Notice how I had to pretty much scroll to the bottom of the “More Places” list to find a landscaper near me that didn’t have their business listing claimed? If you can’t tell, I’m in Kansas City at the time of writing this, but this company, who is also located in Kansas City, was beaten out by businesses near the top in Merriam, Roeland Park, and Olathe. Of course, there are a lot of factors at play here, but the two biggest and most obvious ones are that Vogel hasn’t even verified with Google that they are located in Kansas City. Google is essentially guessing based on what they’ve heard over the internet, and second, their reviews are below a 4.0.
Since your reviews are a ranking factor, it’s important to keep your rating above a 4.0, especially in Google.
While we’re on the topic, a major local ranking factor is the quality and quantity of your reviews, especially on the search engines you’re trying to rank on. However, it isn’t simply the more reviews the better, what really matters is the quality of reviews you have. Obviously, as I mentioned above, Google cares that people think positively about your business. They don’t want their users to have a bad experience, because they don’t want to be the search engine that promotes a bunch of crappy businesses.
But you don’t want to just get positive online reviews simply for the ranking factor. It’s a pretty well-known fact that the majority of customers trust the opinion of online views; 88% according to a study by BrightLocal.
In a way similar to directory citations, backlinks from local sources help hone in the local authority your site holds within the community. Backlinks from well known, national or global sites are great for off-site SEO, but that’s not to say that they are necessarily benefiting your “local SEO” in the way that local backlinks would.
It’s one thing to tell Google you are in a certain area with keywords, citations, and metadata, but it’s another for other businesses that are located in the same area to essentially vouch for you with a link from their site to yours.
Some local sites are fairly simple to get a link from, even from an outside marketing entity like ourselves. But the bulk of these links are most likely only going to come with community involvement. Local sponsorships, community donations, or neighborhood activities. That means you’re going to need to get out there and start interacting with your community under your business name.
Sponsor youth sports, enter local parades (this will obviously get you some physical exposure with your community as well), donate services once a month to a local church or two.

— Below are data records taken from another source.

//! Connection bootstrap utilities for SQLite.
//!
//! # Responsibility
//! - Open file or in-memory SQLite connections.
//! - Configure connection pragmas required by the relational backend.
//! - Trigger schema migrations (or a configured reset) before returning.
//!
//! # Invariants
//! - Returned connections have `foreign_keys=ON`.
//! - Returned connections have migrations fully applied.

use super::migrations::{apply_migrations, reset_schema};
use super::DbResult;
use log::{error, info};
use rusqlite::Connection;
use std::path::Path;
use std::time::{Duration, Instant};

/// Database name selecting a private in-memory database.
pub const IN_MEMORY_DATABASE: &str = ":memory:";

/// Opens a SQLite database file and applies all pending migrations.
///
/// When `reset` is true every schema object is dropped and recreated first.
///
/// # Side effects
/// - Performs connection bootstrap and migration checks.
/// - Emits `db_open` logging events with duration and status.
pub fn open_db(path: impl AsRef<Path>, reset: bool) -> DbResult<Connection> {
    open_with("file", reset, || Connection::open(path))
}

/// Opens an in-memory SQLite database and applies all pending migrations.
pub fn open_db_in_memory() -> DbResult<Connection> {
    open_with("memory", false, Connection::open_in_memory)
}

fn open_with(
    mode: &str,
    reset: bool,
    opener: impl FnOnce() -> rusqlite::Result<Connection>,
) -> DbResult<Connection> {
    let started_at = Instant::now();
    info!("event=db_open module=db status=start mode={mode} reset={reset}");

    let mut conn = match opener() {
        Ok(conn) => conn,
        Err(err) => {
            error!(
                "event=db_open module=db status=error mode={} duration_ms={} error_code=db_open_failed error={}",
                mode,
                started_at.elapsed().as_millis(),
                err
            );
            return Err(err.into());
        }
    };

    match bootstrap_connection(&mut conn, reset) {
        Ok(()) => {
            info!(
                "event=db_open module=db status=ok mode={} duration_ms={}",
                mode,
                started_at.elapsed().as_millis()
            );
            Ok(conn)
        }
        Err(err) => {
            error!(
                "event=db_open module=db status=error mode={} duration_ms={} error_code=db_bootstrap_failed error={}",
                mode,
                started_at.elapsed().as_millis(),
                err
            );
            Err(err)
        }
    }
}

fn bootstrap_connection(conn: &mut Connection, reset: bool) -> DbResult<()> {
    conn.execute_batch("PRAGMA foreign_keys = ON;")?;
    conn.busy_timeout(Duration::from_secs(5))?;
    if reset {
        reset_schema(conn)?;
    } else {
        apply_migrations(conn)?;
    }
    Ok(())
}
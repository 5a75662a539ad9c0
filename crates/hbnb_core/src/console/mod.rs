//! Line-oriented command console over the active storage.
//!
//! # Responsibility
//! - Read one line at a time, parse it with either syntax, and run the
//!   canonical command against the owned `Storage`.
//! - Validate every command in one fixed order, shared by both syntaxes.
//! - Print results and the literal error lines; never abort the loop on a
//!   user error.
//!
//! # Invariants
//! - Validation order: kind present → kind exists → id present → id
//!   resolves → attribute present → value present.
//! - Mutating commands persist through `Storage::save` before returning.
//! - Blank lines produce no output.

pub mod coerce;
pub mod command;
pub mod error;
pub mod parse;

use crate::console::coerce::{coerce_token, split_assignment};
use crate::console::command::{Args, Command, Verb};
use crate::console::error::ConsoleError;
use crate::console::parse::parse_line;
use crate::model::entity::Entity;
use crate::model::kind::Kind;
use crate::model::value::python_str;
use crate::storage::Storage;
use log::{debug, warn};
use std::io::{self, BufRead, Write};

pub const PROMPT: &str = "(hbnb) ";

const HELP_TEXT: &str = "\
Documented commands (type help <topic>):
========================================
EOF  all  count  create  destroy  help  quit  show  update";

/// Whether the loop should keep reading after a line.
#[derive(Debug, Clone, Copy, PartialEq, Eq)]
pub enum Flow {
    Continue,
    Quit,
}

/// Read-eval-print loop bound to one storage and one output sink.
pub struct Console<W: Write> {
    storage: Box<dyn Storage>,
    out: W,
    prompt: bool,
}

impl<W: Write> Console<W> {
    pub fn new(storage: Box<dyn Storage>, out: W) -> Self {
        Self {
            storage,
            out,
            prompt: false,
        }
    }

    /// Prints `(hbnb) ` before each line (for interactive terminals).
    pub fn with_prompt(mut self, prompt: bool) -> Self {
        self.prompt = prompt;
        self
    }

    pub fn storage(&self) -> &dyn Storage {
        self.storage.as_ref()
    }

    pub fn storage_mut(&mut self) -> &mut dyn Storage {
        self.storage.as_mut()
    }

    pub fn output(&self) -> &W {
        &self.out
    }

    pub fn into_parts(self) -> (Box<dyn Storage>, W) {
        (self.storage, self.out)
    }

    /// Runs until `quit`/`EOF` or end of input.
    pub fn run<R: BufRead>(&mut self, mut input: R) -> io::Result<()> {
        let mut line = String::new();
        loop {
            if self.prompt {
                self.out.write_all(PROMPT.as_bytes())?;
                self.out.flush()?;
            }

            line.clear();
            if input.read_line(&mut line)? == 0 {
                if self.prompt {
                    writeln!(self.out)?;
                }
                return Ok(());
            }

            if self.execute(&line)? == Flow::Quit {
                return Ok(());
            }
        }
    }

    /// Executes one line and writes its output.
    pub fn execute(&mut self, line: &str) -> io::Result<Flow> {
        let command = match parse_line(line) {
            Ok(Some(command)) => command,
            Ok(None) => return Ok(Flow::Continue),
            Err(err) => {
                self.report(None, &err)?;
                return Ok(Flow::Continue);
            }
        };

        let verb = command.verb;
        if verb == Verb::Quit {
            return Ok(Flow::Quit);
        }

        match self.dispatch(command) {
            Ok(Some(output)) => {
                debug!("event=console_command module=console status=ok verb={}", verb.name());
                writeln!(self.out, "{output}")?;
            }
            Ok(None) => {
                debug!("event=console_command module=console status=ok verb={}", verb.name());
            }
            Err(err) => self.report(Some(verb), &err)?,
        }
        self.out.flush()?;
        Ok(Flow::Continue)
    }

    fn report(&mut self, verb: Option<Verb>, err: &ConsoleError) -> io::Result<()> {
        let verb = verb.map_or("none", Verb::name);
        match err {
            ConsoleError::Storage(_) => warn!(
                "event=console_command module=console status=error verb={} error_code={} error={}",
                verb,
                err.code(),
                err
            ),
            _ => debug!(
                "event=console_command module=console status=rejected verb={} error_code={}",
                verb,
                err.code()
            ),
        }
        writeln!(self.out, "{err}")
    }

    fn dispatch(&mut self, command: Command) -> Result<Option<String>, ConsoleError> {
        match command.verb {
            Verb::Create => self.create(command).map(Some),
            Verb::Show => {
                let kind = self.require_kind(command.kind.as_deref())?;
                let entity = self.require_entity(kind, command.id.as_deref())?;
                Ok(Some(entity.to_string()))
            }
            Verb::Destroy => {
                let kind = self.require_kind(command.kind.as_deref())?;
                let entity = self.require_entity(kind, command.id.as_deref())?;
                self.storage.delete(&entity)?;
                self.storage.save()?;
                Ok(None)
            }
            Verb::All => {
                let kind = self.optional_kind(command.kind.as_deref())?;
                let items: Vec<String> = self
                    .storage
                    .all(kind)?
                    .values()
                    .map(|entity| python_str(&entity.to_string()))
                    .collect();
                Ok(Some(format!("[{}]", items.join(", "))))
            }
            Verb::Count => {
                let kind = self.optional_kind(command.kind.as_deref())?;
                Ok(Some(self.storage.count(kind)?.to_string()))
            }
            Verb::Update => self.update(command).map(|()| None),
            Verb::Help => Ok(Some(HELP_TEXT.to_string())),
            Verb::Quit => Ok(None),
        }
    }

    fn create(&mut self, command: Command) -> Result<String, ConsoleError> {
        let kind = self.require_kind(command.kind.as_deref())?;
        let mut entity = Entity::new(kind);

        let assignments: Vec<(String, String)> = match command.args {
            Args::Tokens(tokens) => tokens
                .iter()
                .filter_map(|token| split_assignment(token))
                .map(|(key, value)| (key.to_string(), value.to_string()))
                .collect(),
            Args::Mapping(pairs) => pairs,
        };
        for (key, raw) in &assignments {
            let applied = coerce_token(raw).is_some_and(|value| entity.set(key, value));
            if !applied {
                debug!(
                    "event=console_create module=console status=dropped kind={} attribute={}",
                    kind, key
                );
            }
        }

        entity.save(self.storage.as_mut())?;
        Ok(entity.id().to_string())
    }

    fn update(&mut self, command: Command) -> Result<(), ConsoleError> {
        let kind = self.require_kind(command.kind.as_deref())?;
        let mut entity = self.require_entity(kind, command.id.as_deref())?;

        let assignments: Vec<(String, String)> = match command.args {
            Args::Tokens(tokens) => {
                let mut tokens = tokens.into_iter();
                let attribute = tokens.next().ok_or(ConsoleError::AttributeNameMissing)?;
                let value = tokens.next().ok_or(ConsoleError::ValueMissing)?;
                vec![(attribute, value)]
            }
            Args::Mapping(pairs) if pairs.is_empty() => {
                return Err(ConsoleError::AttributeNameMissing);
            }
            Args::Mapping(pairs) => pairs,
        };

        for (attribute, raw) in &assignments {
            let applied = coerce_token(raw).is_some_and(|value| entity.set(attribute, value));
            if !applied {
                debug!(
                    "event=console_update module=console status=ignored kind={} attribute={}",
                    kind, attribute
                );
            }
        }

        entity.save(self.storage.as_mut())?;
        Ok(())
    }

    /// Kind present → kind exists (and is supported by the active backend).
    fn require_kind(&self, name: Option<&str>) -> Result<Kind, ConsoleError> {
        let name = name.ok_or(ConsoleError::ClassNameMissing)?;
        Kind::from_name(name)
            .filter(|kind| self.storage.supports(*kind))
            .ok_or(ConsoleError::ClassDoesntExist)
    }

    fn optional_kind(&self, name: Option<&str>) -> Result<Option<Kind>, ConsoleError> {
        name.map(|name| self.require_kind(Some(name))).transpose()
    }

    /// Id present → id resolves.
    fn require_entity(&self, kind: Kind, id: Option<&str>) -> Result<Entity, ConsoleError> {
        let id = id.ok_or(ConsoleError::InstanceIdMissing)?;
        self.storage
            .get(kind, id)?
            .ok_or(ConsoleError::NoInstanceFound)
    }
}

If you play your cards right, you can get the local news to cover your community involvement. Although it may just be a small, paragraph or two, piece, it’s still a brand mention and a backlink opportunity for you to capitalize on. News sources are GOLD to get your website linked to.
Well, That’s the Gist…
I know after reading 4 articles and about 13,000 words about the different types of SEO, what it is, and how each one works together to help your site rank towards the top of Google, it seems as we’ve covered just about everything there is to know… but we didn’t. We only scraped the surface. The good thing is, we got a bird’s eye view of what exactly should be going into your SEO efforts, whether it’s done in house by your team, or hired out to a marketing agency like ourselves.
With that being said, the learning doesn’t stop there. Even after all these years in SEO and digital marketing, I still get sucked down into the rabbit hole and learn new things about SEO every day. If anyone tells you there isn’t much more to learn at any point, they’re lying; because every day huge research firms pour millions of dollars into testing and combing through data just to understand the secrets to the big search engines’ secret sauce that is their algorithm.